• [STUDY MATERIAL]:

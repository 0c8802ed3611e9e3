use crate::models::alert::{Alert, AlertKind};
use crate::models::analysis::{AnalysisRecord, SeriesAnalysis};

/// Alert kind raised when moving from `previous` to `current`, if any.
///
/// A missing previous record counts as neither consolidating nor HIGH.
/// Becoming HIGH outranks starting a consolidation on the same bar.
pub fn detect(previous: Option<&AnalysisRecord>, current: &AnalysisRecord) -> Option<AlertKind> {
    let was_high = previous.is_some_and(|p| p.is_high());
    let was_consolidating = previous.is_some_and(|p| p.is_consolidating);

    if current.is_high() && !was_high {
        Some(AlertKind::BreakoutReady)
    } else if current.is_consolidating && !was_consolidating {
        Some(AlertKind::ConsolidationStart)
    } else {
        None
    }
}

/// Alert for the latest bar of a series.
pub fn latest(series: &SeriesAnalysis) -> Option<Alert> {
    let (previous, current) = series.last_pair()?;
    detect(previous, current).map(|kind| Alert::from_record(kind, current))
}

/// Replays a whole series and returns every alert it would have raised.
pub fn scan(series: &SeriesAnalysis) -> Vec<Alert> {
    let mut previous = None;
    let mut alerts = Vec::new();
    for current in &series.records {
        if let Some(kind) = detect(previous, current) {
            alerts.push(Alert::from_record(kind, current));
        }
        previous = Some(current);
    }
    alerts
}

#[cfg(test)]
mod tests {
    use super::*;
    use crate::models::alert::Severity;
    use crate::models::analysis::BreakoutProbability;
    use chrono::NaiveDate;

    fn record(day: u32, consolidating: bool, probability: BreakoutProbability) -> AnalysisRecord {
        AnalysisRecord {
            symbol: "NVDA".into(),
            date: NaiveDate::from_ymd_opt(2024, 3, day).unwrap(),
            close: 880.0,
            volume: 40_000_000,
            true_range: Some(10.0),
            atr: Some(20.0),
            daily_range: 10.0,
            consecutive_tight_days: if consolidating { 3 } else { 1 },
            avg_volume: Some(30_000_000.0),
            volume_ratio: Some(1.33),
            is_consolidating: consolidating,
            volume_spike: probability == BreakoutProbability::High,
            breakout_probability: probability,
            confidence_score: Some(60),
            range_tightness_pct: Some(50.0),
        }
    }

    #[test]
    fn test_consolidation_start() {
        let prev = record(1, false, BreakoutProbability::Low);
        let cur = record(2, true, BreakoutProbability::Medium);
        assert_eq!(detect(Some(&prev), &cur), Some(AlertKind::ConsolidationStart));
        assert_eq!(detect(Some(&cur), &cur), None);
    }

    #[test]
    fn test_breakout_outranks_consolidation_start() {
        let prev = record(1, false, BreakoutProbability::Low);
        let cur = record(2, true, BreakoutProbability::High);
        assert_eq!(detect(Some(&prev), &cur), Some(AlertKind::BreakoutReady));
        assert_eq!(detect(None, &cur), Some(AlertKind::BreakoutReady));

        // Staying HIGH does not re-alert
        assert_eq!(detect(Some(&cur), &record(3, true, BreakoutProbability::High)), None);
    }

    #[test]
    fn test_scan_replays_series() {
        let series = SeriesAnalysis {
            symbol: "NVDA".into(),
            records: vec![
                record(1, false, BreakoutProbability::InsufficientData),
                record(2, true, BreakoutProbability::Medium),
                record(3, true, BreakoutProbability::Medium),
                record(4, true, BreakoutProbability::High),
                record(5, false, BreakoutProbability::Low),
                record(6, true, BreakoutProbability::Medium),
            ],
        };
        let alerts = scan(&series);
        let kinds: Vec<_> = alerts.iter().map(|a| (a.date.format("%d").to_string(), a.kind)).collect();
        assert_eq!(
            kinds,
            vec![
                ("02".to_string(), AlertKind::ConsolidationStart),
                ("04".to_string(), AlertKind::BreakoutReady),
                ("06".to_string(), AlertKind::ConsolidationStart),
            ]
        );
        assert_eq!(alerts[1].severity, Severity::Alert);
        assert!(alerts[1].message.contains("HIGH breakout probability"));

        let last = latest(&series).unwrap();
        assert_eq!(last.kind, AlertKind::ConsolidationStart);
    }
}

• [HOW TO COMPLETE THIS TASK]:
Up to and including the line with "the same bar.", output every line of the records above exactly, starting from the first; output nothing else.

• [ANSWER TO THE EXERCISE]:
repository 0c8802ed3611e9e3
use crate::models::alert::{Alert, AlertKind};
use crate::models::analysis::{AnalysisRecord, SeriesAnalysis};

/// Alert kind raised when moving from `previous` to `current`, if any.
///
/// A missing previous record counts as neither consolidating nor HIGH.
/// Becoming HIGH outranks starting a consolidation on the same bar.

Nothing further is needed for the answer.